By this stage I was getting fed up, and I pushed a bit.  They finally came back with a price, based on lines of code, of around $4,500!  That was ridiculous, and our exchange naturally went no further.

However I had not wasted my time, for the most part.  I could now see what the tool might do.  My code may be elderly, but some of the bits that were converted are basically the same throughout.  It is quite possible that I could write my own tool to do the limited subset of changes that I need.

One problem that was not handled well; QuickLatin loads its dictionaries as binaries, created by another tool of my own.  I found that VB.Net would not handle these, whatever I did.  The dictionaries would need to be regenerated in some other format.

So I spent some time experimenting with an XML format.  I quickly found how slow the VB6 file i/o was.  Reading a 20 mb file using VB native methods took 4 seconds.  Using MSXML to load the file and parse it into a linked list took 1.7!  I didn’t want the linkedlist method; but it was clear that the VB native methods were hideously inefficient.

I soon discovered complaints online that the VB.Net i/o did not support the methods used by VB6 and was even slower!  I’ve encountered problems of this sort before, which I got around by dropping into C++ and accessing the files through bare metal.  Clearly I would have to do so again.

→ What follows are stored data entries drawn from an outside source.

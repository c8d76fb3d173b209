//! Relational record store on top of sea-orm.
use std::collections::BTreeMap;

use async_trait::async_trait;
use chrono::DateTime;
use chrono::Utc;
use sea_orm::sea_query::Expr;
use sea_orm::sea_query::Func;
use sea_orm::sea_query::SimpleExpr;
use sea_orm::ActiveValue::NotSet;
use sea_orm::ActiveValue::Set;
use sea_orm::ColumnTrait;
use sea_orm::DatabaseConnection;
use sea_orm::DatabaseTransaction;
use sea_orm::DbErr;
use sea_orm::EntityTrait;
use sea_orm::JoinType;
use sea_orm::QueryFilter;
use sea_orm::QueryOrder;
use sea_orm::QuerySelect;
use sea_orm::RelationTrait;
use sea_orm::SqlErr;
use sea_orm::TransactionTrait;
use sea_orm_migration::MigratorTrait;
use tracing::debug;
use tracing::instrument;

use crate::driver::DatabaseDriver;
use crate::entity::match_perk;
use crate::entity::match_player;
use crate::entity::match_record;
use crate::ingest::NewMatch;
use crate::migrations::Migrator;
use crate::traits::RecordStore;
use crate::types::DurationTally;
use crate::types::Error;
use crate::types::MatchOutcome;
use crate::types::MatchTally;
use crate::types::PerkUse;
use crate::types::Result;

#[derive(Debug, Clone)]
pub struct SeaOrmStore {
    connection: DatabaseConnection,
}

impl SeaOrmStore {
    pub fn new(connection: DatabaseConnection) -> Self {
        Self { connection }
    }

    pub fn from_driver(driver: &dyn DatabaseDriver) -> Self {
        Self::new(driver.connection())
    }

    pub fn connection(&self) -> &DatabaseConnection {
        &self.connection
    }

    /// Bring the schema up to date.
    pub async fn migrate(&self) -> Result<()> {
        Migrator::up(&self.connection, None).await?;
        Ok(())
    }

    async fn write_match(txn: &DatabaseTransaction, new_match: &NewMatch, created_at: DateTime<Utc>) -> Result<()> {
        match_record::Entity::insert(match_record::ActiveModel {
            id:               Set(new_match.match_id.clone()),
            duration_seconds: Set(new_match.duration_seconds),
            killer_win:       Set(new_match.killer_win),
            created_at:       Set(created_at),
        })
        .exec_without_returning(txn)
        .await
        .map_err(|err| duplicate_or_db(err, &new_match.match_id))?;

        for player in &new_match.players {
            let player_row = match_player::Entity::insert(match_player::ActiveModel {
                id:        NotSet,
                match_id:  Set(new_match.match_id.clone()),
                player_id: Set(player.player_id.clone()),
                role:      Set(player.role),
            })
            .exec(txn)
            .await?
            .last_insert_id;

            let perks = player
                .perks_used
                .iter()
                .enumerate()
                .map(|(slot, perk)| match_perk::ActiveModel {
                    id:        NotSet,
                    match_id:  Set(new_match.match_id.clone()),
                    player_id: Set(player_row),
                    slot:      Set(slot as i32),
                    perk:      Set(perk.clone()),
                })
                .collect::<Vec<_>>();

            if !perks.is_empty() {
                match_perk::Entity::insert_many(perks)
                    .exec_without_returning(txn)
                    .await?;
            }
        }

        Ok(())
    }
}

fn duplicate_or_db(err: DbErr, match_id: &str) -> Error {
    match err.sql_err() {
        Some(SqlErr::UniqueConstraintViolation(_)) => Error::DuplicateMatch(match_id.to_string()),
        _ => Error::Db(err),
    }
}

#[async_trait]
impl RecordStore for SeaOrmStore {
    #[instrument(level = "debug", skip(self, new_match), fields(match_id = %new_match.match_id))]
    async fn insert_match(&self, new_match: &NewMatch, created_at: DateTime<Utc>) -> Result<()> {
        let txn = self.connection.begin().await?;

        // Dropping an uncommitted transaction rolls it back, so an early return leaves nothing behind.
        Self::write_match(&txn, new_match, created_at).await?;
        txn.commit().await?;

        debug!(players = new_match.players.len(), "match stored");
        Ok(())
    }

    async fn match_tally(&self, since: Option<DateTime<Utc>>) -> Result<MatchTally> {
        let mut query = match_record::Entity::find();
        if let Some(since) = since {
            query = query.filter(match_record::Column::CreatedAt.gte(since));
        }

        // Both counts come from one statement so they always describe the same set of rows.
        let (total, killer_wins) = query
            .select_only()
            .column_as(match_record::Column::Id.count(), "total")
            .column_as(
                SimpleExpr::from(Func::sum(Expr::case(match_record::Column::KillerWin.eq(true), 1).finally(0))),
                "killer_wins",
            )
            .into_tuple::<(i64, Option<i64>)>()
            .one(&self.connection)
            .await?
            .unwrap_or((0, None));

        Ok(MatchTally {
            total:       total as u64,
            killer_wins: killer_wins.unwrap_or(0) as u64,
        })
    }

    async fn duration_tally(&self) -> Result<DurationTally> {
        let (total_seconds, matches) = match_record::Entity::find()
            .select_only()
            .column_as(match_record::Column::DurationSeconds.sum(), "total_seconds")
            .column_as(match_record::Column::Id.count(), "matches")
            .into_tuple::<(Option<i64>, i64)>()
            .one(&self.connection)
            .await?
            .unwrap_or((None, 0));

        Ok(DurationTally {
            total_seconds: total_seconds.unwrap_or(0),
            matches:       matches as u64,
        })
    }

    async fn perk_counts(&self) -> Result<BTreeMap<String, u64>> {
        let counts = match_perk::Entity::find()
            .select_only()
            .column(match_perk::Column::Perk)
            .column_as(match_perk::Column::Id.count(), "uses")
            .group_by(match_perk::Column::Perk)
            .into_tuple::<(String, i64)>()
            .all(&self.connection)
            .await?;

        Ok(counts.into_iter().map(|(perk, uses)| (perk, uses as u64)).collect())
    }

    async fn outcomes_since(&self, since: DateTime<Utc>) -> Result<Vec<MatchOutcome>> {
        let rows = match_record::Entity::find()
            .filter(match_record::Column::CreatedAt.gte(since))
            .select_only()
            .column(match_record::Column::CreatedAt)
            .column(match_record::Column::KillerWin)
            .order_by_asc(match_record::Column::CreatedAt)
            .into_tuple::<(DateTime<Utc>, bool)>()
            .all(&self.connection)
            .await?;

        Ok(rows
            .into_iter()
            .map(|(created_at, killer_win)| MatchOutcome { created_at, killer_win })
            .collect())
    }

    async fn perk_uses_since(&self, since: DateTime<Utc>) -> Result<Vec<PerkUse>> {
        let rows = match_perk::Entity::find()
            .join(JoinType::InnerJoin, match_perk::Relation::Match.def())
            .filter(match_record::Column::CreatedAt.gte(since))
            .select_only()
            .column(match_record::Column::CreatedAt)
            .column(match_perk::Column::Perk)
            .order_by_asc(match_record::Column::CreatedAt)
            .into_tuple::<(DateTime<Utc>, String)>()
            .all(&self.connection)
            .await?;

        Ok(rows
            .into_iter()
            .map(|(created_at, perk)| PerkUse { created_at, perk })
            .collect())
    }
}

Another problem that VBUC showed me was that VB6 fixed length strings were not really supported by VB.Net.  There was some sort of path, but it was horrible.  However there was, in fact, no reason to go that way; the file i/o, for which they were used, will have to change anyway.

I placed my code base under code control, using GIT.  Then I started cautiously making changes, checking that “amas” was giving sensible results – for unit tests were unknown in the days of VB6 – and committing regularly.  This proved wise; several times I had to go back to the last commit.

I spent quite a bit of time removing superfluous fixed strings from the code.  This was not trivial, but I made headway.

Something else I did, once I realised that coding lay ahead, was to rig up an external monitor, keyboard and mouse to my laptop.  I would have rigged up two, but there was no way to turn off the laptop screen – when you close the lid, the machine goes to sleep and that’s that.  On a commercial laptop, I’d set it to turn off the laptop screen and stay running.  Most graphics cards will support two monitors; the home laptops won’t support three.  Oh well.  But it was still better for serious work than using the laptop screen and keyboard alone.

Finally I started creating dictionary loading routines that would convert to VB.NET.  They are much slower; but I can optimise them when I get the code into VB.NET.  They have to change, come what may.  The key thing is to keep the program running and working at all times.  Take it slow.  Little by little If I take it apart into a million pieces, it will never get back together again.  Indeed this mistake I have made before.

Back in the 90s, automated unit tests, continuous integration, test-driven development and dependency injection were all  unheard of.  I have really missed having a set of tests that I can run to check that the code has not broken in some subtle way.  This again is a reason to migrate to VB.Net, where such is possible.  I did write test stubs in the original VBA, but there was no way to run them within VB6.  At least I have them still, and they can form the basis for unit tests.

So … it’s been a very busy few days indeed.  Nothing to show for it, to many eyes; but I feel optimistic.

The next challenges will be to change the other dictionaries over to the slow-but-safe method, and then remove all the stuff that supported the other approach.  This should simplify the code mightily.  Once this is done, then it will be time to attempt to convert the code.  Somehow.  All I need is time, and with luck I shall have some of that this week.

It is remarkable how far down the rabbit-hole one must go, just to get a bit of online help!

Share

3 thoughts on “From my diary

  1. You can turn off the sleep mode on your laptop in Windows. I did it with mine. It runs on Windows 10. I use it as a desktop.